Zu Beginn des Projekts hatten wir insbesondere Probleme mit…

N.L.: Aufgrund der Akzeptanz und Anerkennung des RPK-Konzepts, das von einigen Praktikern vor Ort als utopisch betrachtet wurde, da es medizinische, soziale und berufliche Aspekte umfasst, die auf symptomatische Remission, Genesung und soziale und berufliche Teilhabe abzielen, gibt es auf französischer Seite kein vergleichbares etabliertes Angebot, das die Kluft zwischen dem Gesundheits- und dem Sozial- und Pflegesektor überwindet. Die relative geografische Entfernung (ca. 150 km Radius) und die "Sprachbarriere" stellten potenzielle Hindernisse für die Mobilität der Begünstigten dar. Es mangelte auch an den notwendigen Finanzierungen für den Start des Projekts, insbesondere für die Schulung und Einstellung von zweisprachigem Personal.

Was uns den Aufbau der Zusammenarbeit erleichtert hat…

N.L.: Die Begegnung und der Austausch mit Projektträgern wie Lebenshilfe Offenburg (Projekt Participation 4.0), sowie die Beratung und Vernetzung durch das TRISAN-Team haben uns in Bezug auf den Nutzen, die Bedeutung und die Umsetzbarkeit unseres Projekts bestärkt.

Unsere Patient*innen profitieren von der Kooperation, weil…

N.L.: Das RPK-Programm stellt eine strukturierte Alternative zu langen medizinischen und medizinisch-sozialen Behandlungen dar und ermöglicht es Erwachsenen mit schweren psychischen Störungen, von einem stabilisierenden Rahmen zu profitieren, der zur Stabilisierung und Genesung beiträgt. Dieser Rahmen fördert auch die tägliche Autonomie und die Entwicklung sozialer und beruflicher Fähigkeiten.

Um in beiden Ländern behandelt werden zu können, müssen Patient*innen Folgendes tun…

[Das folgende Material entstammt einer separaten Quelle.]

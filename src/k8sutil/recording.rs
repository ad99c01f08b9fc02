//! In-memory convergence primitive
//!
//! Backs dry runs and `render`: it keeps the last object written for every
//! identity and logs each write in order, applying the same matching rules
//! as the cluster-backed converger.

use std::collections::BTreeMap;
use std::sync::{Mutex, MutexGuard, PoisonError};

use async_trait::async_trait;
use serde_json::Value;

use super::matcher::is_subset;
use super::object::ManagedObject;
use crate::engine::{BoundDynamic, Converge, DesiredState, Identify, Outcome, ResourceRef};
use crate::error::Result;

/// One write performed against the store.
#[derive(Clone, Debug, PartialEq)]
pub struct Write {
    pub outcome: Outcome,
    pub resource: ResourceRef,
    /// Object as written; `None` for deletions
    pub object: Option<Value>,
}

#[derive(Debug, Default)]
struct State {
    objects: BTreeMap<ResourceRef, Value>,
    writes: Vec<Write>,
}

#[derive(Debug, Default)]
pub struct RecordingStore {
    state: Mutex<State>,
}

impl RecordingStore {
    pub fn new() -> Self {
        Self::default()
    }

    fn lock(&self) -> MutexGuard<'_, State> {
        self.state.lock().unwrap_or_else(PoisonError::into_inner)
    }

    /// Seed an object as if it already existed in the cluster.
    pub fn insert(&self, resource: ResourceRef, object: Value) {
        self.lock().objects.insert(resource, object);
    }

    pub fn get(&self, resource: &ResourceRef) -> Option<Value> {
        self.lock().objects.get(resource).cloned()
    }

    pub fn len(&self) -> usize {
        self.lock().objects.len()
    }

    pub fn is_empty(&self) -> bool {
        self.len() == 0
    }

    /// All writes so far, oldest first.
    pub fn writes(&self) -> Vec<Write> {
        self.lock().writes.clone()
    }

    pub fn write_count(&self) -> usize {
        self.lock().writes.len()
    }

    /// Create `create` when absent; otherwise merge `update` into the stored
    /// object when it diverges, keeping fields it leaves out.
    fn put(&self, resource: ResourceRef, create: Value, update: Value) -> Outcome {
        let mut state = self.lock();
        let (outcome, object) = match state.objects.get(&resource) {
            Some(current) if is_subset(&update, current) => return Outcome::Unchanged,
            Some(current) => {
                let mut merged = current.clone();
                merge(&mut merged, update);
                (Outcome::Updated, merged)
            }
            None => (Outcome::Created, create),
        };
        state.objects.insert(resource.clone(), object.clone());
        state.writes.push(Write {
            outcome,
            resource,
            object: Some(object),
        });
        outcome
    }

    fn remove(&self, resource: ResourceRef) -> Outcome {
        let mut state = self.lock();
        if state.objects.remove(&resource).is_none() {
            return Outcome::Unchanged;
        }
        state.writes.push(Write {
            outcome: Outcome::Deleted,
            resource,
            object: None,
        });
        Outcome::Deleted
    }
}

/// Apply-style merge: objects merge key by key, anything else is replaced.
fn merge(target: &mut Value, patch: Value) {
    match (target, patch) {
        (Value::Object(have), Value::Object(want)) => {
            for (key, value) in want {
                if value.is_null() {
                    continue;
                }
                match have.get_mut(&key) {
                    Some(existing) => merge(existing, value),
                    None => {
                        have.insert(key, value);
                    }
                }
            }
        }
        (target, patch) => *target = patch,
    }
}

#[async_trait]
impl Converge<ManagedObject> for RecordingStore {
    async fn converge(&self, resource: &ManagedObject) -> Result<Outcome> {
        Ok(self.put(
            resource.resource_ref(),
            resource.to_value()?,
            resource.to_update_value()?,
        ))
    }
}

#[async_trait]
impl Converge<BoundDynamic> for RecordingStore {
    async fn converge(&self, item: &BoundDynamic) -> Result<Outcome> {
        let id = item.resource_ref();
        match item.desired_state()? {
            DesiredState::Present(body) => {
                let object = serde_json::to_value(item.resource().to_object(body))?;
                Ok(self.put(id, object.clone(), object))
            }
            DesiredState::Absent => Ok(self.remove(id)),
        }
    }
}
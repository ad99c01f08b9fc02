//! Convergence against a live cluster
//!
//! Read the current object, create it when missing, and server-side apply
//! only when it diverges from the desired object, so a converged cluster
//! sees no writes. Create-only fields (a Deployment's replica count) are
//! left out of the comparison and the patch.

use std::fmt::Debug;

use async_trait::async_trait;
use k8s_openapi::{ClusterResourceScope, NamespaceResourceScope};
use kube::api::{Api, DeleteParams, DynamicObject, Patch, PatchParams, PostParams};
use kube::{Client, Resource};
use serde::de::DeserializeOwned;
use serde::Serialize;
use serde_json::Value;
use tracing::{debug, instrument};

use super::matcher::is_subset;
use super::object::ManagedObject;
use crate::engine::{BoundDynamic, Converge, DesiredState, Outcome};
use crate::error::{Error, Result};

/// Default field manager for server-side apply
pub const FIELD_MANAGER: &str = "gateway-operator";

/// Typed and dynamic convergence primitive backed by the Kubernetes API.
#[derive(Clone)]
pub struct KubeConverger {
    client: Client,
    field_manager: String,
}

impl KubeConverger {
    pub fn new(client: Client, field_manager: impl Into<String>) -> Self {
        Self {
            client,
            field_manager: field_manager.into(),
        }
    }

    pub fn client(&self) -> &Client {
        &self.client
    }

    fn post_params(&self) -> PostParams {
        PostParams {
            dry_run: false,
            field_manager: Some(self.field_manager.clone()),
        }
    }

    fn apply_params(&self) -> PatchParams {
        PatchParams::apply(&self.field_manager).force()
    }

    async fn converge_namespaced<K>(&self, obj: &K, update: &Value) -> Result<Outcome>
    where
        K: Resource<Scope = NamespaceResourceScope, DynamicType = ()>
            + Clone
            + Debug
            + DeserializeOwned
            + Serialize
            + Send
            + Sync,
    {
        let namespace = obj.meta().namespace.as_deref().ok_or_else(|| {
            Error::ValidationError(format!(
                "{} {} has no namespace",
                K::kind(&()),
                obj.meta().name.as_deref().unwrap_or_default()
            ))
        })?;
        let api: Api<K> = Api::namespaced(self.client.clone(), namespace);
        self.converge_with(&api, obj, update).await
    }

    async fn converge_cluster<K>(&self, obj: &K, update: &Value) -> Result<Outcome>
    where
        K: Resource<Scope = ClusterResourceScope, DynamicType = ()>
            + Clone
            + Debug
            + DeserializeOwned
            + Serialize
            + Send
            + Sync,
    {
        let api: Api<K> = Api::all(self.client.clone());
        self.converge_with(&api, obj, update).await
    }

    async fn converge_with<K>(&self, api: &Api<K>, obj: &K, update: &Value) -> Result<Outcome>
    where
        K: Resource + Clone + Debug + DeserializeOwned + Serialize + Send + Sync,
        K::DynamicType: Default,
    {
        let name = obj
            .meta()
            .name
            .clone()
            .ok_or_else(|| Error::ValidationError("object has no name".to_string()))?;

        match api.get_opt(&name).await? {
            None => {
                api.create(&self.post_params(), obj).await?;
                Ok(Outcome::Created)
            }
            Some(current) => {
                if is_subset(update, &serde_json::to_value(&current)?) {
                    debug!("{} is up to date", name);
                    return Ok(Outcome::Unchanged);
                }
                api.patch(&name, &self.apply_params(), &Patch::Apply(update))
                    .await?;
                Ok(Outcome::Updated)
            }
        }
    }
}

#[async_trait]
impl Converge<ManagedObject> for KubeConverger {
    async fn converge(&self, resource: &ManagedObject) -> Result<Outcome> {
        let update = resource.to_update_value()?;
        let u = &update;
        match resource {
            ManagedObject::ServiceAccount(o) => self.converge_namespaced(o, u).await,
            ManagedObject::ClusterRole(o) => self.converge_cluster(o, u).await,
            ManagedObject::ClusterRoleBinding(o) => self.converge_cluster(o, u).await,
            ManagedObject::Deployment(o) => self.converge_namespaced(o, u).await,
            ManagedObject::Service(o) => self.converge_namespaced(o, u).await,
            ManagedObject::HorizontalPodAutoscaler(o) => self.converge_namespaced(o, u).await,
            ManagedObject::PodDisruptionBudget(o) => self.converge_namespaced(o, u).await,
        }
    }
}

#[async_trait]
impl Converge<BoundDynamic> for KubeConverger {
    #[instrument(skip(self, item), fields(kind = %item.resource().api_resource.kind, name = %item.resource().name))]
    async fn converge(&self, item: &BoundDynamic) -> Result<Outcome> {
        let resource = item.resource();
        let ar = &resource.api_resource;
        let api: Api<DynamicObject> = match &resource.namespace {
            Some(ns) => Api::namespaced_with(self.client.clone(), ns, ar),
            None => Api::all_with(self.client.clone(), ar),
        };

        match item.desired_state()? {
            DesiredState::Present(body) => {
                let desired = resource.to_object(body);
                match api.get_opt(&resource.name).await? {
                    None => {
                        api.create(&self.post_params(), &desired).await?;
                        Ok(Outcome::Created)
                    }
                    Some(current) => {
                        if is_subset(
                            &serde_json::to_value(&desired)?,
                            &serde_json::to_value(&current)?,
                        ) {
                            return Ok(Outcome::Unchanged);
                        }
                        api.patch(&resource.name, &self.apply_params(), &Patch::Apply(&desired))
                            .await?;
                        Ok(Outcome::Updated)
                    }
                }
            }
            DesiredState::Absent => match api.get_opt(&resource.name).await? {
                Some(_) => {
                    api.delete(&resource.name, &DeleteParams::default()).await?;
                    Ok(Outcome::Deleted)
                }
                None => Ok(Outcome::Unchanged),
            },
        }
    }
}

N.L.: Die Integration in das Programm erfordert eine Anfrage auf geplante medizinische Behandlung im Ausland beim Centre National de Soins à l'Etranger. Die Patienten müssen lediglich ihr S2-Formular und ihre Europäische Krankenversicherungskarte mitbringen, um in den transnationalen Parcours aufgenommen zu werden.

Was unsere Patient*innen sagen…

N.L.: Derzeit befinden sich 3 Patienten auf dem Weg durch das Programm und eine Person hat das Programm erfolgreich abgeschlossen, indem sie einen dualen Studiengang absolviert hat. Die Patienten äußern ihre Zufriedenheit mit dem Versorgungsangebot, den sozialen Interaktionen mit deutschen Patienten und vor allem der Möglichkeit, ihre Fähigkeiten in den zahlreichen therapeutischen Arbeitsworkshops "Arbeitstherapie" der RPK-Zentren zu entwickeln und neue Perspektiven zu eröffnen.

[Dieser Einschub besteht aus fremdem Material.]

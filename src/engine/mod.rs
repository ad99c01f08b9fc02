//! Generic reconciliation engine
//!
//! Expands resource builders across named variants, then converges the
//! resulting objects one by one through a [`Converge`] adapter. Both the
//! typed and the dynamic pass share a single fail-fast loop ([`run_pass`]).

mod dynamic;
mod expand;
mod identity;
mod pass;
mod resource_set;

pub use dynamic::{
    BoundDynamic, DesiredState, DesiredStateFn, DynamicResource, DynamicResourceWithDesiredState,
};
pub use expand::{expand, Pending, ResourceBuilder, Variant};
pub use identity::{Identify, ResourceRef};
pub use pass::{reconcile_all, reconcile_dynamic, run_pass, Converge, Outcome, Pass, PassSummary};
pub use resource_set::{select_enabled, Gated, ResourceSet};
//! Status conditions of a GatewaySet, following Kubernetes API conventions

use chrono::Utc;

use crate::crd::{Condition, ConfigState};

pub const CONDITION_TYPE_READY: &str = "Ready";
pub const CONDITION_TYPE_RECONCILING: &str = "Reconciling";

pub const CONDITION_STATUS_TRUE: &str = "True";
pub const CONDITION_STATUS_FALSE: &str = "False";

/// Update or add a condition
///
/// The transition time only moves when the status flips.
pub fn set_condition(
    conditions: &mut Vec<Condition>,
    type_: &str,
    status: &str,
    reason: &str,
    message: &str,
    observed_generation: Option<i64>,
) {
    let now = Utc::now().to_rfc3339();

    if let Some(existing) = conditions.iter_mut().find(|c| c.type_ == type_) {
        if existing.status != status {
            existing.last_transition_time = now;
        }
        existing.status = status.to_string();
        existing.reason = reason.to_string();
        existing.message = message.to_string();
        existing.observed_generation = observed_generation;
    } else {
        conditions.push(Condition {
            type_: type_.to_string(),
            status: status.to_string(),
            last_transition_time: now,
            reason: reason.to_string(),
            message: message.to_string(),
            observed_generation,
        });
    }
}

pub fn find_condition<'a>(conditions: &'a [Condition], type_: &str) -> Option<&'a Condition> {
    conditions.iter().find(|c| c.type_ == type_)
}

pub fn is_condition_true(conditions: &[Condition], type_: &str) -> bool {
    find_condition(conditions, type_)
        .map(|c| c.status == CONDITION_STATUS_TRUE)
        .unwrap_or(false)
}

/// Ready and Reconciling conditions matching a reconcile state
pub fn apply_state(
    conditions: &mut Vec<Condition>,
    state: ConfigState,
    message: &str,
    observed_generation: Option<i64>,
) {
    let (ready, reconciling) = match state {
        ConfigState::Reconciling => (CONDITION_STATUS_FALSE, CONDITION_STATUS_TRUE),
        ConfigState::Available => (CONDITION_STATUS_TRUE, CONDITION_STATUS_FALSE),
        ConfigState::ReconcileFailed => (CONDITION_STATUS_FALSE, CONDITION_STATUS_FALSE),
    };
    let reason = state.to_string();

    set_condition(
        conditions,
        CONDITION_TYPE_READY,
        ready,
        &reason,
        message,
        observed_generation,
    );
    set_condition(
        conditions,
        CONDITION_TYPE_RECONCILING,
        reconciling,
        &reason,
        message,
        observed_generation,
    );
}

#[cfg(test)]
mod tests {
    use super::*;

    #[test]
    fn test_set_condition_adds_new() {
        let mut conditions = Vec::new();
        set_condition(&mut conditions, CONDITION_TYPE_READY, CONDITION_STATUS_TRUE, "Ok", "", Some(1));

        assert_eq!(conditions.len(), 1);
        assert_eq!(conditions[0].observed_generation, Some(1));
    }

    #[test]
    fn test_transition_time_kept_when_status_unchanged() {
        let mut conditions = Vec::new();
        set_condition(&mut conditions, CONDITION_TYPE_READY, CONDITION_STATUS_FALSE, "A", "first", None);
        let before = conditions[0].last_transition_time.clone();

        set_condition(&mut conditions, CONDITION_TYPE_READY, CONDITION_STATUS_FALSE, "B", "second", None);

        assert_eq!(conditions.len(), 1);
        assert_eq!(conditions[0].last_transition_time, before);
        assert_eq!(conditions[0].reason, "B");
        assert_eq!(conditions[0].message, "second");
    }

    #[test]
    fn test_apply_state_available() {
        let mut conditions = Vec::new();
        apply_state(&mut conditions, ConfigState::Reconciling, "", Some(2));
        assert!(is_condition_true(&conditions, CONDITION_TYPE_RECONCILING));
        assert!(!is_condition_true(&conditions, CONDITION_TYPE_READY));

        apply_state(&mut conditions, ConfigState::Available, "", Some(2));
        assert!(is_condition_true(&conditions, CONDITION_TYPE_READY));
        assert!(!is_condition_true(&conditions, CONDITION_TYPE_RECONCILING));
        assert_eq!(conditions.len(), 2);
    }

    #[test]
    fn test_apply_state_failed_carries_message() {
        let mut conditions = Vec::new();
        apply_state(&mut conditions, ConfigState::ReconcileFailed, "quota exceeded", None);

        let ready = find_condition(&conditions, CONDITION_TYPE_READY).unwrap();
        assert_eq!(ready.status, CONDITION_STATUS_FALSE);
        assert_eq!(ready.reason, "ReconcileFailed");
        assert_eq!(ready.message, "quota exceeded");
    }
}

Für die zukünftige Entwicklung der Zusammenarbeit wünschen wir uns…

N.L.: Die Anerkennung des gesamten RPK-Programms in seiner Gesamtheit (medizinische Rehabilitationsphase und berufliche Rehabilitationsphase) durch französische Institutionen als multidimensionales Betreuungsmodell. Ein weiterer Wunsch betrifft die Bereitstellung von Finanzmitteln, um Patienten aufzunehmen, die über grundlegende Deutschkenntnisse verfügen, und den Projektumfang zu erweitern. In diesem Sinne arbeiten wir an der Entwicklung eines Interreg-Projekts.

Schließlich hoffen wir, eine zweisprachige ambulante Rehabilitationsplattform auf der Achse Straßburg-Kehl-Offenburg starten zu können.